Recorded data:
= Beginning of Section =

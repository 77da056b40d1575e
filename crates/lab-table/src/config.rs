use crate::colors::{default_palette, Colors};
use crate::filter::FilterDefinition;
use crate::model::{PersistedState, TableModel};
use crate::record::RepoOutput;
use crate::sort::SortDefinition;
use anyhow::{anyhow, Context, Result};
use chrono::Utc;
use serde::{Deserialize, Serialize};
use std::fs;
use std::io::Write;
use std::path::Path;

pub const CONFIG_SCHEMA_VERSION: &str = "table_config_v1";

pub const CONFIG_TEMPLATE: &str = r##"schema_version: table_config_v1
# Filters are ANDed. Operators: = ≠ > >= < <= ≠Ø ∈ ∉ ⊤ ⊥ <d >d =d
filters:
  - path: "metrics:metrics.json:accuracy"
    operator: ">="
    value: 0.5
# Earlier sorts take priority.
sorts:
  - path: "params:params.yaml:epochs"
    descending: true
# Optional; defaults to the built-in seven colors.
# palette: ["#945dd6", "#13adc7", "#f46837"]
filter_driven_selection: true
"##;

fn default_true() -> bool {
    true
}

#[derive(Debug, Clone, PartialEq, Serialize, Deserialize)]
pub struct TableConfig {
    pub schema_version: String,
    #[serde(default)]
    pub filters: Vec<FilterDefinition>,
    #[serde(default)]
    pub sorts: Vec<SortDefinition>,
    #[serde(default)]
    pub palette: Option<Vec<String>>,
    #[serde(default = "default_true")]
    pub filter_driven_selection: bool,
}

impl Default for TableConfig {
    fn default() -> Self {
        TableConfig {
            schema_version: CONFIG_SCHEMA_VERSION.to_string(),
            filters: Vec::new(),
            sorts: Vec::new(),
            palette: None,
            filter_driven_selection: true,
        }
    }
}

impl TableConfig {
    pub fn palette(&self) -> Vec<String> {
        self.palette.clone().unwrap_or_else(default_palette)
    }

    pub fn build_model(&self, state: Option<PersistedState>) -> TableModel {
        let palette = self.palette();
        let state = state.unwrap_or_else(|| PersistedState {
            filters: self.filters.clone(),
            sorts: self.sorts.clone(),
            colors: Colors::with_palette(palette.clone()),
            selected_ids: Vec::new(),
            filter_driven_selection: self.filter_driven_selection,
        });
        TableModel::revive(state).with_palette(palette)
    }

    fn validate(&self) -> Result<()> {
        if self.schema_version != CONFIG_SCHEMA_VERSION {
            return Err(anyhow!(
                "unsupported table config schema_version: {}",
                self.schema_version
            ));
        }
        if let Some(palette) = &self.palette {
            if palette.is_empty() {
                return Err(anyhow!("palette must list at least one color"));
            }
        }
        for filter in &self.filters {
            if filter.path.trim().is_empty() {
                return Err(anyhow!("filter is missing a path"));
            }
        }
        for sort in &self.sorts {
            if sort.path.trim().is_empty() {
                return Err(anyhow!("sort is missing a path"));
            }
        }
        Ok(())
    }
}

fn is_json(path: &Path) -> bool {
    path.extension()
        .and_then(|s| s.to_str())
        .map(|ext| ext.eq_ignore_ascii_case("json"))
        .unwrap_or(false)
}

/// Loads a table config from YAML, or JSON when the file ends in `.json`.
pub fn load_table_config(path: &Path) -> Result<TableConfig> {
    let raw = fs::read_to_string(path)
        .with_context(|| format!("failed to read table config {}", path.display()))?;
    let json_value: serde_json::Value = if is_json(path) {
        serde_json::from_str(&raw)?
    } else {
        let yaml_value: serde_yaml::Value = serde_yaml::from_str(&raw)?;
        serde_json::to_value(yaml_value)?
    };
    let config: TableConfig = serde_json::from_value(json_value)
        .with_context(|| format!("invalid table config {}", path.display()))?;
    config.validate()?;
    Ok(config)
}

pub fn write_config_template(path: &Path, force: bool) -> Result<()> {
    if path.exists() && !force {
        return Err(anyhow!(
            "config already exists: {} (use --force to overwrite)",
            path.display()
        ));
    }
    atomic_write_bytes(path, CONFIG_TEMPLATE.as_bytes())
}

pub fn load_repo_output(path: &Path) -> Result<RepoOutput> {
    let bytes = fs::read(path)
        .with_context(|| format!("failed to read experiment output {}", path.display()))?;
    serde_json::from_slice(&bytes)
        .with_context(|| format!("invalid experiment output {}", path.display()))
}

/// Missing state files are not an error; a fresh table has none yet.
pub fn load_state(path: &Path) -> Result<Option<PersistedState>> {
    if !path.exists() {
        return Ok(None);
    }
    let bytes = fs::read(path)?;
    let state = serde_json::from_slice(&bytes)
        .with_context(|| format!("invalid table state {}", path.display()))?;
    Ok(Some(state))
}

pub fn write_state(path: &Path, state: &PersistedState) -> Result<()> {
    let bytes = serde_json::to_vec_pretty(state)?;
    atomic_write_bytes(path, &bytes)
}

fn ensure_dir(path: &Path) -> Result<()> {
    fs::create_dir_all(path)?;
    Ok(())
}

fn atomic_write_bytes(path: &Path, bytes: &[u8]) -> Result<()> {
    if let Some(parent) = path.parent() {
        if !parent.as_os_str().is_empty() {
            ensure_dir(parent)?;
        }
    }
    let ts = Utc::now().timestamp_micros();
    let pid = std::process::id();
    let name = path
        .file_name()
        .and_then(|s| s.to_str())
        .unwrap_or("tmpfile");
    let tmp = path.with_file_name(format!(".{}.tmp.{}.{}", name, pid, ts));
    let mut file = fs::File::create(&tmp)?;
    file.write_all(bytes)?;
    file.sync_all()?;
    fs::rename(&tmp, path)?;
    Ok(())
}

= End of Section =

Work to be completed –
Retype each record. Keep every character as it is.

Response to this task –
repository 77da056b40d1575e
filename crates/lab-table/src/config.rs
use crate::colors::{default_palette, Colors};
use crate::filter::FilterDefinition;
use crate::model::{PersistedState, TableModel};
use crate::record::RepoOutput;
use crate::sort::SortDefinition;
use anyhow::{anyhow, Context, Result};
use chrono::Utc;
use serde::{Deserialize, Serialize};
use std::fs;
use std::io::Write;
use std::path::Path;

pub const CONFIG_SCHEMA_VERSION: &str = "table_config_v1";

pub const CONFIG_TEMPLATE: &str = r##"schema_version: table_config_v1
# Filters are ANDed. Operators: = ≠ > >= < <= ≠Ø ∈ ∉ ⊤ ⊥ <d >d =d
filters:
  - path: "metrics:metrics.json:accuracy"
    operator: ">="
    value: 0.5
# Earlier sorts take priority.
sorts:
  - path: "params:params.yaml:epochs"
    descending: true
# Optional; defaults to the built-in seven colors.
# palette: ["#945dd6", "#13adc7", "#f46837"]
filter_driven_selection: true
"##;

fn default_true() -> bool {
    true
}

#[derive(Debug, Clone, PartialEq, Serialize, Deserialize)]
pub struct TableConfig {
    pub schema_version: String,
    #[serde(default)]
    pub filters: Vec<FilterDefinition>,
    #[serde(default)]
    pub sorts: Vec<SortDefinition>,
    #[serde(default)]
    pub palette: Option<Vec<String>>,
    #[serde(default = "default_true")]
    pub filter_driven_selection: bool,
}

impl Default for TableConfig {
    fn default() -> Self {
        TableConfig {
            schema_version: CONFIG_SCHEMA_VERSION.to_string(),
            filters: Vec::new(),
            sorts: Vec::new(),
            palette: None,
            filter_driven_selection: true,
        }
    }
}

impl TableConfig {
    pub fn palette(&self) -> Vec<String> {
        self.palette.clone().unwrap_or_else(default_palette)
    }

    pub fn build_model(&self, state: Option<PersistedState>) -> TableModel {
        let palette = self.palette();
        let state = state.unwrap_or_else(|| PersistedState {
            filters: self.filters.clone(),
            sorts: self.sorts.clone(),
            colors: Colors::with_palette(palette.clone()),
            selected_ids: Vec::new(),
            filter_driven_selection: self.filter_driven_selection,
        });
        TableModel::revive(state).with_palette(palette)
    }

    fn validate(&self) -> Result<()> {
        if self.schema_version != CONFIG_SCHEMA_VERSION {
            return Err(anyhow!(
                "unsupported table config schema_version: {}",
                self.schema_version
            ));
        }
        if let Some(palette) = &self.palette {
            if palette.is_empty() {
                return Err(anyhow!("palette must list at least one color"));
            }
        }
        for filter in &self.filters {
            if filter.path.trim().is_empty() {
                return Err(anyhow!("filter is missing a path"));
            }
        }
        for sort in &self.sorts {
            if sort.path.trim().is_empty() {
                return Err(anyhow!("sort is missing a path"));
            }
        }
        Ok(())
    }
}

fn is_json(path: &Path) -> bool {
    path.extension()
        .and_then(|s| s.to_str())
        .map(|ext| ext.eq_ignore_ascii_case("json"))
        .unwrap_or(false)
}

/// Loads a table config from YAML, or JSON when the file ends in `.json`.
pub fn load_table_config(path: &Path) -> Result<TableConfig> {
    let raw = fs::read_to_string(path)
        .with_context(|| format!("failed to read table config {}", path.display()))?;
    let json_value: serde_json::Value = if is_json(path) {
        serde_json::from_str(&raw)?
    } else {
        let yaml_value: serde_yaml::Value = serde_yaml::from_str(&raw)?;
        serde_json::to_value(yaml_value)?
    };
    let config: TableConfig = serde_json::from_value(json_value)
        .with_context(|| format!("invalid table config {}", path.display()))?;
    config.validate()?;
    Ok(config)
}

pub fn write_config_template(path: &Path, force: bool) -> Result<()> {
    if path.exists() && !force {
        return Err(anyhow!(
            "config already exists: {} (use --force to overwrite)",
            path.display()
        ));
    }
    atomic_write_bytes(path, CONFIG_TEMPLATE.as_bytes())
}

pub fn load_repo_output(path: &Path) -> Result<RepoOutput> {
    let bytes = fs::read(path)
        .with_context(|| format!("failed to read experiment output {}", path.display()))?;
    serde_json::from_slice(&bytes)
        .with_context(|| format!("invalid experiment output {}", path.display()))
}

/// Missing state files are not an error; a fresh table has none yet.
pub fn load_state(path: &Path) -> Result<Option<PersistedState>> {
    if !path.exists() {
        return Ok(None);
    }
    let bytes = fs::read(path)?;
    let state = serde_json::from_slice(&bytes)
        .with_context(|| format!("invalid table state {}", path.display()))?;
    Ok(Some(state))
}

pub fn write_state(path: &Path, state: &PersistedState) -> Result<()> {
    let bytes = serde_json::to_vec_pretty(state)?;
    atomic_write_bytes(path, &bytes)
}

fn ensure_dir(path: &Path) -> Result<()> {
    fs::create_dir_all(path)?;
    Ok(())
}

fn atomic_write_bytes(path: &Path, bytes: &[u8]) -> Result<()> {
    if let Some(parent) = path.parent() {
        if !parent.as_os_str().is_empty() {
            ensure_dir(parent)?;
        }
    }
    let ts = Utc::now().timestamp_micros();
    let pid = std::process::id();
    let name = path
        .file_name()
        .and_then(|s| s.to_str())
        .unwrap_or("tmpfile");
    let tmp = path.with_file_name(format!(".{}.tmp.{}.{}", name, pid, ts));
    let mut file = fs::File::create(&tmp)?;
    file.write_all(bytes)?;
    file.sync_all()?;
    fs::rename(&tmp, path)?;
    Ok(())
}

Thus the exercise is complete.